Time Magazine ran a fiction story about asthma inhalers and greenhouse gases based loosely on a paper in BMJ.  The original story contained numerous errors, some of which have since been removed.
First, their evolving headline changes:
Revision 0: “How Asthma Inhalers are Contributing to Climate Change“.
Revision 1: “How Asthma Inhalers are Choking the Planet“
Revision 2: “How One Commonly Used Asthma Inhaler is Damaging the Planet“
Revision 0 is accurate.
Revision 1 is what they ran with and promoted online, and shared on social media. This version was insensitive/rude and 100% false. This version is STILL running on their own social media, even though they acknowledge it is false.

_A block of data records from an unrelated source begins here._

impl<T> Offset<T> {
    pub(crate) const fn new(value: u32) -> Self {
        Self { value, _marker: PhantomData }
    }

    /// Distance from the tail of the buffer.
    pub const fn value(&self) -> u32 {
        self.value
    }
}

impl<T> Clone for Offset<T> {
    fn clone(&self) -> Self {
        *self
    }
}

impl<T> Copy for Offset<T> {}

impl<T> PartialEq for Offset<T> {
    fn eq(&self, other: &Self) -> bool {
        self.value == other.value
    }
}

impl<T> Eq for Offset<T> {}

impl<T> Hash for Offset<T> {
    fn hash<H: Hasher>(&self, state: &mut H) {
        self.value.hash(state);
    }
}

impl<T> fmt::Debug for Offset<T> {
    fn fmt(&self, f: &mut fmt::Formatter<'_>) -> fmt::Result {
        write!(f, "Offset({})", self.value)
    }
}

/// Largest slot count whose vtable size still fits a voffset.
pub const MAX_FIELD_COUNT: usize = (VOffset::MAX as usize - 2 * SIZE_VOFFSET) / SIZE_VOFFSET;

/// Art eines fertigen Objekts im aktuellen Buffer.
#[derive(Debug, Clone, Copy, PartialEq, Eq)]
enum ObjectKind {
    Table,
    String,
    Vector,
}

#[derive(Debug, Clone, Copy, PartialEq, Eq)]
enum State {
    Idle,
    Building {
        /// Belegte Bytes beim Start des Objekts.
        start: u32,
        field_count: usize,
    },
    Finished,
}

/// Incremental buffer builder. One builder produces one buffer at a time.
#[derive(Debug)]
pub struct Builder {
    buf: ByteBuffer<Vec<u8>>,
    /// Erstes belegtes Byte; alles ab `head` ist geschrieben.
    head: usize,
    min_align: usize,
    /// (slot, Abstand vom Ende) der Felder des offenen Objekts.
    field_locs: Vec<(usize, u32)>,
    state: State,
    vtables: FastHashMap<Vec<u8>, u32>,
    /// Alle fertigen Objekte, nach Abstand vom Ende.
    finalized: FastHashMap<u32, ObjectKind>,
    shared_strings: FastHashMap<Vec<u8>, u32>,
    options: BuilderOptions,
}

impl Default for Builder {
    fn default() -> Self {
        Self::new()
    }
}

impl Builder {
    /// Creates a builder with default options.
    pub fn new() -> Self {
        Self::with_options(BuilderOptions::default())
    }

    pub fn with_options(options: BuilderOptions) -> Self {
        let capacity = options.initial_capacity.min(options.max_buffer_size);
        Self {
            buf: ByteBuffer::zeroed(capacity),
            head: capacity,
            min_align: 1,
            field_locs: Vec::new(),
            state: State::Idle,
            vtables: FastHashMap::default(),
            finalized: FastHashMap::default(),
            shared_strings: FastHashMap::default(),
            options,
        }
    }

    pub fn options(&self) -> &BuilderOptions {
        &self.options
    }

    /// Bytes written so far.
    #[inline]
    pub fn used_size(&self) -> usize {
        self.buf.len() - self.head
    }

    /// Number of distinct vtables emitted into the current buffer.
    pub fn vtable_count(&self) -> usize {
        self.vtables.len()
    }

    /// Discards the current buffer, keeping the allocation.
    pub fn reset(&mut self) {
        self.head = self.buf.len();
        self.min_align = 1;
        self.field_locs.clear();
        self.state = State::Idle;
        self.vtables.clear();
        self.finalized.clear();
        self.shared_strings.clear();
    }

    // --- Low-level writes ---

    /// Stellt sicher, dass vor `head` mindestens `n` Bytes frei sind.
    fn ensure(&mut self, n: usize) -> Result<()> {
        if self.head >= n {
            return Ok(());
        }
        let max = self.options.max_buffer_size;
        let old_len = self.buf.len();
        let needed = self
            .used_size()
            .checked_add(n)
            .ok_or(Error::BufferTooLarge { requested: usize::MAX, max })?;
        if needed > max {
            return Err(Error::BufferTooLarge { requested: needed, max });
        }
        let mut new_len = old_len.max(64);
        while new_len < needed {
            new_len = new_len.saturating_mul(2);
        }
        let new_len = new_len.min(max);
        self.buf.grow_front(new_len, max)?;
        self.head += new_len - old_len;
        Ok(())
    }

    fn pad(&mut self, n: usize) -> Result<()> {
        if n == 0 {
            return Ok(());
        }
        self.ensure(n)?;
        self.head -= n;
        self.buf.zero(self.head, n)
    }

    /// Pads so that after writing `additional` bytes a value of `size` bytes is
    /// naturally aligned relative to the tail.
    fn prep(&mut self, size: usize, additional: usize) -> Result<()> {
        if size > self.min_align {
            self.min_align = size;
        }
        let align = (!(self.used_size().wrapping_add(additional))).wrapping_add(1) & (size - 1);
        self.ensure(align + size + additional)?;
        self.pad(align)
    }

    fn place<T: Scalar>(&mut self, value: T) -> Result<()> {
        self.ensure(T::SIZE)?;
        self.head -= T::SIZE;
        self.buf.set(self.head, value)
    }

    fn place_bytes(&mut self, bytes: &[u8]) -> Result<()> {
        self.ensure(bytes.len())?;
        self.head -= bytes.len();
        self.buf.set_bytes(self.head, bytes)
    }

    fn push<T: Scalar>(&mut self, value: T) -> Result<()> {
        self.prep(T::SIZE, 0)?;
        self.place(value)
    }

    /// Writes a uoffset to `target`, relative to the uoffset's own position.
    fn push_uoffset(&mut self, target: u32) -> Result<()> {
        self.prep(SIZE_UOFFSET, 0)?;
        let off = (self.used_size() + SIZE_UOFFSET) as u32 - target;
        self.place::<u32>(off)
    }

    /// `value` muss ein fertiges Objekt bis `limit` bezeichnen (bei `Some(kind)` dieser Art).
    fn check_reference(&self, value: u32, limit: u32, kind: Option<ObjectKind>) -> Result<()> {
        let known = match self.finalized.get(&value) {
            Some(&found) => kind.map_or(true, |k| k == found),
            None => false,
        };
        if value == 0 || value > limit || !known {
            return Err(Error::InvalidReference { offset: value, limit });
        }
        Ok(())
    }

    fn finalize<T>(&mut self, kind: ObjectKind) -> Offset<T> {
        let value = self.used_size() as u32;
        self.finalized.insert(value, kind);
        Offset::new(value)
    }

    fn require_idle(&self, what: &'static str) -> Result<()> {
        match self.state {
            State::Idle => Ok(()),
            State::Building { .. } => {
                Err(Error::invalid_state(format!("{what} while an object is open")))
            }
            State::Finished => Err(Error::invalid_state(format!("{what} after finish"))),
        }
    }

    fn require_building(&self, slot: usize, what: &'static str) -> Result<u32> {
        match self.state {
            State::Building { start, field_count } => {
                if slot >= field_count {
                    return Err(Error::invalid_state(format!(
                        "{what}: slot {slot} exceeds declared field count {field_count}"
                    )));
                }
                Ok(start)
            }
            _ => Err(Error::invalid_state(format!("{what} without an open object"))),
        }
    }

    // --- Objects ---

    /// Begins a new object with `field_count` slots.
    pub fn start_object(&mut self, field_count: usize) -> Result<()> {
        self.require_idle("start_object")?;
        if field_count > MAX_FIELD_COUNT {
            return Err(Error::malformed(format!(
                "field count {field_count} exceeds the vtable limit of {MAX_FIELD_COUNT}"
            )));
        }
        self.field_locs.clear();
        self.state = State::Building { start: self.used_size() as u32, field_count };
        Ok(())
    }

    /// Adds a scalar field. Equal to `default` means absent, so nothing is written
    /// (unless the builder forces defaults).
    pub fn add_field<T: Scalar>(&mut self, slot: usize, value: T, default: T) -> Result<()> {
        self.require_building(slot, "add_field")?;
        if value == default && !self.options.force_defaults {
            return Ok(());
        }
        self.push(value)?;
        self.field_locs.push((slot, self.used_size() as u32));
        Ok(())
    }

    /// Adds a reference to a string, vector or table finalized before this object started.
    pub fn add_offset_field<T>(&mut self, slot: usize, child: Offset<T>) -> Result<()> {
        let start = self.require_building(slot, "add_offset_field")?;
        self.check_reference(child.value, start, None)?;
        self.push_uoffset(child.value)?;
        self.field_locs.push((slot, self.used_size() as u32));
        Ok(())
    }

    /// Finalizes the open object: writes its vtable (or reuses an identical one)
    /// and patches the soffset at the object's start.
    pub fn end_object(&mut self) -> Result<Offset<TableMarker>> {
        let start = match self.state {
            State::Building { start, .. } => start,
            _ => return Err(Error::invalid_state("end_object without an open object")),
        };
        self.push::<SOffset>(0)?;
        let object_offset = self.used_size() as u32;
        let object_size = VOffset::try_from(object_offset - start).map_err(|_| {
            Error::malformed(format!(
                "object size {} exceeds the vtable limit of {}",
                object_offset - start,
                VOffset::MAX
            ))
        })?;

        let fields: Vec<(usize, VOffset)> = self
            .field_locs
            .iter()
            .map(|&(slot, loc)| (slot, (object_offset - loc) as VOffset))
            .collect();
        let layout = VTableLayout::from_fields(object_size, &fields);
        if layout.byte_len() > voffset_for_slot(MAX_FIELD_COUNT) {
            return Err(Error::malformed(format!(
                "vtable size {} exceeds the voffset limit of {}",
                layout.byte_len(),
                VOffset::MAX
            )));
        }
        let vtable = layout.to_bytes();

        let existing = if self.options.dedup_vtables {
            self.vtables.get(&vtable).copied()
        } else {
            None
        };
        let vt_offset = match existing {
            Some(vt) => {
                debug!("[tablebuf] object at {object_offset} reuses vtable at {vt}");
                vt
            }
            None => {
                // Objekt ist 4-ausgerichtet, vtable besteht aus u16
                if self.min_align < SIZE_VOFFSET {
                    self.min_align = SIZE_VOFFSET;
                }
                self.place_bytes(&vtable)?;
                let vt = self.used_size() as u32;
                if self.options.dedup_vtables {
                    self.vtables.insert(vtable, vt);
                }
                vt
            }
        };

        // Beide Werte vom Ende gemessen: soffset = table - vtable (absolut)
        let soffset = (i64::from(vt_offset) - i64::from(object_offset)) as SOffset;
        let table_index = self.buf.len() - object_offset as usize;
        self.buf.set(table_index, soffset)?;

        self.field_locs.clear();
        self.state = State::Idle;
        self.finalized.insert(object_offset, ObjectKind::Table);
        Ok(Offset::new(object_offset))
    }

    // --- Strings and vectors ---

    /// Writes a string: `[len:4][bytes][NUL]`.
    pub fn create_string(&mut self, s: &str) -> Result<Offset<StringMarker>> {
        self.create_bytes(s.as_bytes())
    }

    /// Writes a byte string with the same layout as [`Builder::create_string`].
    pub fn create_bytes(&mut self, bytes: &[u8]) -> Result<Offset<StringMarker>> {
        self.require_idle("create_string")?;
        self.prep(SIZE_UOFFSET, bytes.len() + 1)?;
        self.place::<u8>(0)?;
        self.place_bytes(bytes)?;
        self.push::<u32>(bytes.len() as u32)?;
        Ok(self.finalize(ObjectKind::String))
    }

    /// Like [`Builder::create_string`], but identical strings are written once per buffer.
    pub fn create_shared_string(&mut self, s: &str) -> Result<Offset<StringMarker>> {
        if let Some(&existing) = self.shared_strings.get(s.as_bytes()) {
            self.require_idle("create_shared_string")?;
            return Ok(Offset::new(existing));
        }
        let offset = self.create_string(s)?;
        self.shared_strings.insert(s.as_bytes().to_vec(), offset.value);
        Ok(offset)
    }

    /// Writes a vector of scalars: `[len:4][elements...]`.
    pub fn create_vector<T: Scalar>(&mut self, items: &[T]) -> Result<Offset<VectorMarker>> {
        self.require_idle("create_vector")?;
        let elem_bytes = T::SIZE.checked_mul(items.len()).ok_or(Error::BufferTooLarge {
            requested: usize::MAX,
            max: self.options.max_buffer_size,
        })?;
        self.prep(SIZE_UOFFSET, elem_bytes)?;
        self.prep(T::SIZE, elem_bytes)?;
        for item in items.iter().rev() {
            self.place(*item)?;
        }
        self.push::<u32>(items.len() as u32)?;
        Ok(self.finalize(ObjectKind::Vector))
    }

    /// Writes a vector of references (strings, tables or vectors).
    pub fn create_vector_of_offsets<T>(&mut self, items: &[Offset<T>]) -> Result<Offset<VectorMarker>> {
        self.require_idle("create_vector_of_offsets")?;
        let limit = self.used_size() as u32;
        for item in items {
            self.check_reference(item.value, limit, None)?;
        }
        self.prep(SIZE_UOFFSET, SIZE_UOFFSET * items.len())?;
        for item in items.iter().rev() {
            self.push_uoffset(item.value)?;
        }
        self.push::<u32>(items.len() as u32)?;
        Ok(self.finalize(ObjectKind::Vector))
    }

    // --- Finish ---

    /// Writes the root uoffset. The buffer is complete afterwards.
    pub fn finish(&mut self, root: Offset<TableMarker>) -> Result<()> {
        self.finish_inner(root, None)
    }

    /// Like [`Builder::finish`], with a 4-byte file identifier after the root uoffset.
    pub fn finish_with_identifier(
        &mut self,
        root: Offset<TableMarker>,
        ident: &[u8; FILE_IDENTIFIER_LENGTH],
    ) -> Result<()> {
        self.finish_inner(root, Some(ident))
    }

    fn finish_inner(
        &mut self,
        root: Offset<TableMarker>,
        ident: Option<&[u8; FILE_IDENTIFIER_LENGTH]>,
    ) -> Result<()> {
        self.require_idle("finish")?;
        self.check_reference(root.value, self.used_size() as u32, Some(ObjectKind::Table))?;
        let extra = SIZE_UOFFSET + ident.map_or(0, |_| FILE_IDENTIFIER_LENGTH);
        let align = self.min_align.max(SIZE_UOFFSET);
        self.prep(align, extra)?;
        if let Some(ident) = ident {
            self.place_bytes(ident)?;
        }
        self.push_uoffset(root.value)?;
        self.state = State::Finished;
        trace!(
            "[tablebuf] finished buffer: {} bytes, {} vtables, min_align {}",
            self.used_size(),
            self.vtables.len(),
            self.min_align
        );
        Ok(())
    }

    /// The finished buffer.
    pub fn finished_data(&self) -> Result<&[u8]> {
        if self.state != State::Finished {
            return Err(Error::invalid_state("finished_data before finish"));
        }
        Ok(&self.buf.as_slice()[self.head..])
    }

    /// Consumes the builder and returns the finished buffer.
    pub fn into_finished(self) -> Result<Vec<u8>> {
        if self.state != State::Finished {
            return Err(Error::invalid_state("into_finished before finish"));
        }
        let head = self.head;
        let mut data = self.buf.into_inner();
        data.drain(..head);
        Ok(data)
    }
}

After I (and presumably others) contacted Time Magazine, they revised the headline a third time to a technically accurate but misleading and exaggerated headline (Revision 2).
They also corrected, partially, other errors in the report – but left some in place.
For example, they incorrectly said inhalers use methane as the propellant, and then cited an activist group’s estimate of greenhouse impacts (84x) for methane, rather than the science-based IPCC AR5’s more modest value (28x). This exaggeration is classic yellow journalism. But inhalers do not use methane – a point they had wrong.
The reference to methane and 84x has been deleted but they make no mention of these changes in their corrections list.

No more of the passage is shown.